» **Work order**: Word for word, transcribe the material below from its first line to the line with "ascension of the region center (ICRS, degrees)", both included.
━━━ Source material ━━━
#[derive(Args, Debug)]
pub struct TapArgs {
    /// Base URL of the TAP service
    #[arg(short, long)]
    pub url: String,

    /// ADQL query to run
    #[arg(short, long)]
    pub query: String,

    /// Submit as an asynchronous job instead of using the sync endpoint
    #[arg(long)]
    pub async_mode: bool,

    /// Maximum number of rows to request
    #[arg(short, long)]
    pub maxrec: Option<u64>,
}

#[derive(Args, Debug)]
pub struct ConeArgs {
    /// Access URL of the cone-search service
    #[arg(short, long)]
    pub url: String,

    /// Right ascension of the search center (ICRS, degrees)
    #[arg(long)]
    pub ra: f64,

    /// Declination of the search center (ICRS, degrees)
    #[arg(long, allow_negative_numbers = true)]
    pub dec: f64,

    /// Search radius (degrees)
    #[arg(long)]
    pub radius: f64,

    /// Verbosity of the returned columns (1-3)
    #[arg(long)]
    pub verbosity: Option<u8>,

    /// Maximum number of rows to request
    #[arg(short, long)]
    pub maxrec: Option<u64>,
}

#[derive(Args, Debug)]
pub struct SiaArgs {
    /// Access URL of the image service
    #[arg(short, long)]
    pub url: String,

    /// Right ascension of the region center (ICRS, degrees)
    #[arg(long)]
    pub ra: f64,

    /// Declination of the region center (ICRS, degrees)
    #[arg(long, allow_negative_numbers = true)]
    pub dec: f64,

    /// Angular width of the region (degrees)
    #[arg(long)]
    pub size: f64,

    /// Angular height of the region, when different from the width
    #[arg(long)]
    pub height: Option<f64>,

    /// MIME filter, e.g. image/fits, ALL, GRAPHIC
    #[arg(long)]
    pub format: Option<String>,

    /// Region matching mode: covers, enclosed, center or overlaps
    #[arg(long)]
    pub intersect: Option<String>,

    /// Maximum number of rows to request
    #[arg(short, long)]
    pub maxrec: Option<u64>,
}

#[derive(Args, Debug)]
pub struct SsaArgs {
    /// Access URL of the spectrum service
    #[arg(short, long)]
    pub url: String,

    /// Right ascension of the search center (ICRS, degrees)
    #[arg(long)]
    pub ra: f64,

    /// Declination of the search center (ICRS, degrees)
    #[arg(long, allow_negative_numbers = true)]
    pub dec: f64,

    /// Search diameter (degrees)
    #[arg(long)]
    pub diameter: f64,

    /// Lower bound of the spectral band (meters)
    #[arg(long)]
    pub band_min: Option<f64>,

    /// Upper bound of the spectral band (meters)
    #[arg(long)]
    pub band_max: Option<f64>,

    /// Time coverage as an ISO 8601 range, e.g. 1998-05-21/1999
    #[arg(long)]
    pub time: Option<String>,

    /// MIME filter, e.g. application/fits
    #[arg(long)]
    pub format: Option<String>,

    /// Maximum number of rows to request
    #[arg(short, long)]
    pub maxrec: Option<u64>,
}

#[derive(Args, Debug)]
pub struct LinesArgs {
    /// Access URL of the line catalog service
    #[arg(short, long)]
    pub url: String,

    /// Lower wavelength bound (meters)
    #[arg(long)]
    pub min_wavelength: Option<f64>,

    /// Upper wavelength bound (meters)
    #[arg(long)]
    pub max_wavelength: Option<f64>,

    /// Maximum number of rows to request
    #[arg(short, long)]
    pub maxrec: Option<u64>,
}

#[derive(Args, Debug)]
pub struct ServiceArgs {
    /// Base URL of the service
    #[arg(short, long)]
    pub url: String,
}

#[derive(Args, Debug)]
pub struct DatalinkArgs {
    /// Access URL of the links endpoint
    #[arg(short, long)]
    pub url: String,

    /// Dataset identifier to look up, e.g. ivo://archive/obs/123
    #[arg(short, long)]
    pub id: String,
}

#[derive(Args, Debug)]
pub struct DownloadArgs {
    /// Access URL of the dataset
    #[arg(short, long)]
    pub url: String,

    /// Target file or directory
    #[arg(short, long, default_value = ".")]
    pub out: PathBuf,
}

/// CLI application
pub struct App {
    client: Client,
    default_maxrec: Option<u64>,
}

impl App {
    /// Create a new CLI application
    pub fn new() -> Result<Self> {
        // Load environment variables
        dotenv::dotenv().ok();

        let timeout_secs = env::var("VODAL_TIMEOUT_SECS")
            .ok()
            .and_then(|raw| raw.parse::<u64>().ok())
            .unwrap_or(DEFAULT_TIMEOUT_SECS);

        let user_agent = env::var("VODAL_USER_AGENT")
            .unwrap_or_else(|_| format!("vodal/{}", env!("CARGO_PKG_VERSION")));

        let default_maxrec = env::var("VODAL_MAXREC")
            .ok()
            .and_then(|raw| raw.parse::<u64>().ok());

        let client = Client::builder()
            .user_agent(user_agent)
            .timeout(Duration::from_secs(timeout_secs))
            .build()?;

        Ok(Self {
            client,
            default_maxrec,
        })
    }

    /// Run the CLI application
    pub async fn run(&self, cli: Cli) -> Result<()> {
        match cli.command {
            Commands::Tap(args) => {
                self.run_tap(args, cli.json).await?;
            },
            Commands::Cone(args) => {
                self.run_cone(args, cli.json).await?;
            },
            Commands::Sia(args) => {
                self.run_sia(args, cli.json).await?;
            },
            Commands::Ssa(args) => {
                self.run_ssa(args, cli.json).await?;
            },
            Commands::Lines(args) => {
                self.run_lines(args, cli.json).await?;
            },
            Commands::Capabilities(args) => {
                self.run_capabilities(&args.url, cli.json).await?;
            },
            Commands::Availability(args) => {
                self.run_availability(&args.url, cli.json).await?;
            },
            Commands::Datalink(args) => {
                self.run_datalink(args).await?;
            },
            Commands::Download(args) => {
                self.run_download(args).await?;
            },
        }

        Ok(())
    }

    /// Run an ADQL query, synchronously or through a UWS job
    async fn run_tap(&self, args: TapArgs, json: bool) -> Result<()> {
        let service = TapService::with_client(&args.url, self.client.clone());
        let maxrec = args.maxrec.or(self.default_maxrec);

        let results = if args.async_mode {
            self.run_tap_async(&service, &args.query, maxrec).await?
        } else {
            service.run_sync_with(&args.query, maxrec).await?
        };

        self.print_results(&results, json)
    }

    /// Submit a job, start it, poll it with a spinner and fetch the result
    async fn run_tap_async(
        &self,
        service: &TapService,
        query: &str,
        maxrec: Option<u64>,
    ) -> Result<DalResults> {
        let mut job = service.submit_with(query, maxrec).await?;
        println!("Submitted job {} at {}", job.job_id().cyan(), job.job_url());
        job.run().await?;

        let bar = ProgressBar::new_spinner();
        bar.set_style(ProgressStyle::with_template("{spinner} job {msg}")?);
        bar.enable_steady_tick(Duration::from_millis(120));

        let phase = loop {
            let phase = job.current_phase().await?;
            bar.set_message(format!("{}: {}", job.job_id(), phase));
            if phase.is_terminal() {
                break phase;
            }
            tokio::time::sleep(Duration::from_secs(2)).await;
        };
        bar.finish_and_clear();
        println!("Job finished in phase {}", phase.to_string().cyan());

        // fetch_result surfaces the job's error summary when the phase is
        // ERROR, so no explicit phase check is needed here.
        let results = job.fetch_result().await?;

        // The result is in hand; tidy up the server-side resource.
        if let Err(e) = job.delete().await {
            warn!("Failed to delete job after fetching results: {}", e);
        }
        Ok(results)
    }

    async fn run_cone(&self, args: ConeArgs, json: bool) -> Result<()> {
        let service = ConeSearchService::with_client(&args.url, self.client.clone());
        let results = service
            .search_with(
                args.ra,
                args.dec,
                args.radius,
                args.verbosity,
                args.maxrec.or(self.default_maxrec),
            )
            .await?;
        self.print_results(&results, json)
    }

    async fn run_sia(&self, args: SiaArgs, json: bool) -> Result<()> {
        let mut query = SiaQuery::new(args.ra, args.dec, args.size);
        query.size = (args.size, args.height);
        query.format = args.format;
        query.intersect = args.intersect.as_deref().map(parse_intersect).transpose()?;
        query.maxrec = args.maxrec.or(self.default_maxrec);

        let service = SiaService::with_client(&args.url, self.client.clone());
        let results = service.search(&query).await?;
        self.print_results(results.as_results(), json)
    }

    async fn run_ssa(&self, args: SsaArgs, json: bool) -> Result<()> {
        let mut query = SsaQuery::new(args.ra, args.dec, args.diameter);
        if args.band_min.is_some() || args.band_max.is_some() {
            query.band = Some((args.band_min, args.band_max));
        }
        query.time = args.time;
        query.format = args.format;
        query.maxrec = args.maxrec.or(self.default_maxrec);

        let service = SsaService::with_client(&args.url, self.client.clone());
        let results = service.search(&query).await?;
        self.print_results(results.as_results(), json)
    }

    async fn run_lines(&self, args: LinesArgs, json: bool) -> Result<()> {
        if args.min_wavelength.is_none() && args.max_wavelength.is_none() {
            return Err(Error::Cli(
                "at least one of --min-wavelength and --max-wavelength is required".to_string(),
            ));
        }
        let service = SlaService::with_client(&args.url, self.client.clone());
        let results = service
            .search_with(
                args.min_wavelength,
                args.max_wavelength,
                args.maxrec.or(self.default_maxrec),
            )
            .await?;
        self.print_results(&results, json)
    }

    async fn run_capabilities(&self, url: &str, json: bool) -> Result<()> {
        let capabilities = vosi::capabilities(&self.client, url).await?;

        if json {
            println!("{}", serde_json::to_string_pretty(&capabilities)?);
            return Ok(());
        }

        let mut table = Table::new();
        table.load_preset(UTF8_FULL);
        table.set_header(vec!["standardID", "version", "use", "accessURL"]);
        for capability in capabilities.iter() {
            for interface in &capability.interfaces {
                table.add_row(vec![
                    capability.standard_id.clone().unwrap_or_default(),
                    interface.version.clone().unwrap_or_default(),
                    interface.use_role.clone().unwrap_or_default(),
                    interface.access_url.clone(),
                ]);
            }
        }
        println!("{}", table);
        println!("{} capabilities", capabilities.len());
        Ok(())
    }

    async fn run_availability(&self, url: &str, json: bool) -> Result<()> {
        let availability = vosi::availability(&self.client, url).await?;

        if json {
            println!("{}", serde_json::to_string_pretty(&availability)?);
            return Ok(());
        }

        if availability.available {
            println!("{}", "Service is available".green());
        } else {
            println!("{}", "Service is NOT available".red().bold());
        }
        if let Some(up_since) = availability.up_since {
            println!("Up since: {}", up_since);
        }
        if let Some(down_at) = availability.down_at {
            println!("Scheduled downtime at: {}", down_at);
        }
        if let Some(back_at) = availability.back_at {
            println!("Expected back at: {}", back_at);
        }
        for note in &availability.notes {
            println!("Note: {}", note);
        }
        Ok(())
    }

    async fn run_datalink(&self, args: DatalinkArgs) -> Result<()> {
        let service = DatalinkService::with_client(&args.url, self.client.clone());
        let links = service.links(&args.id).await?;

        let mut table = Table::new();
        table.load_preset(UTF8_FULL);
        table.set_header(vec!["semantics", "content type", "length", "link"]);
        for record in links.records() {
            let target = if record.is_error() {
                record.error_message().unwrap_or_default().red().to_string()
            } else if let Some(url) = record.access_url() {
                url.to_string()
            } else {
                // Rows served through a descriptor have no direct URL.
                format!("service: {}", record.service_def().unwrap_or("?"))
            };
            table.add_row(vec![
                record.semantics().unwrap_or_default().to_string(),
                record.content_type().unwrap_or_default().to_string(),
                record
                    .content_length()
                    .map(|l| l.to_string())
                    .unwrap_or_default(),
                target,
            ]);
        }
        println!("{}", table);
        println!("{} links for {}", links.len(), args.id);

        if links.soda_service().is_some() {
            println!("{}", "A SODA cutout service is available for this dataset".cyan());
        }
        Ok(())
    }

    async fn run_download(&self, args: DownloadArgs) -> Result<()> {
        let path = download::fetch_to_file(&self.client, &args.url, &args.out, true).await?;
        println!("{} {}", "Saved to".green(), path.display());
        Ok(())
    }

    /// Print a result table, truncated for the terminal, or as JSON
    fn print_results(&self, results: &DalResults, json: bool) -> Result<()> {
        info!("Rendering {} result rows", results.len());

        if json {
            let value = serde_json::json!({
                "fields": results.fieldnames(),
                "overflowed": results.overflowed(),
                "rows": results.records().map(|r| r.to_json()).collect::<Vec<_>>(),
            });
            println!("{}", serde_json::to_string_pretty(&value)?);
            return Ok(());
        }

        let mut table = Table::new();
        table.load_preset(UTF8_FULL);
        table.set_header(results.fieldnames());
        for record in results.records().take(MAX_DISPLAY_ROWS) {
            table.add_row(record.values().iter().map(|v| v.to_string()));
        }
        println!("{}", table);

        if results.len() > MAX_DISPLAY_ROWS {
            println!(
                "... and {} more rows (showing first {} only)",
                results.len() - MAX_DISPLAY_ROWS,
                MAX_DISPLAY_ROWS
            );
        }
        println!("{}", format!("{} rows", results.len()).cyan());
        if results.overflowed() {
            println!(
                "{}",
                "Result was truncated at the MAXREC limit".yellow()
            );
        }
        Ok(())
    }
}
━━━
» **Result for this exercise**:
#[derive(Args, Debug)]
pub struct TapArgs {
    /// Base URL of the TAP service
    #[arg(short, long)]
    pub url: String,

    /// ADQL query to run
    #[arg(short, long)]
    pub query: String,

    /// Submit as an asynchronous job instead of using the sync endpoint
    #[arg(long)]
    pub async_mode: bool,

    /// Maximum number of rows to request
    #[arg(short, long)]
    pub maxrec: Option<u64>,
}

#[derive(Args, Debug)]
pub struct ConeArgs {
    /// Access URL of the cone-search service
    #[arg(short, long)]
    pub url: String,

    /// Right ascension of the search center (ICRS, degrees)
    #[arg(long)]
    pub ra: f64,

    /// Declination of the search center (ICRS, degrees)
    #[arg(long, allow_negative_numbers = true)]
    pub dec: f64,

    /// Search radius (degrees)
    #[arg(long)]
    pub radius: f64,

    /// Verbosity of the returned columns (1-3)
    #[arg(long)]
    pub verbosity: Option<u8>,

    /// Maximum number of rows to request
    #[arg(short, long)]
    pub maxrec: Option<u64>,
}

#[derive(Args, Debug)]
pub struct SiaArgs {
    /// Access URL of the image service
    #[arg(short, long)]
    pub url: String,

    /// Right ascension of the region center (ICRS, degrees)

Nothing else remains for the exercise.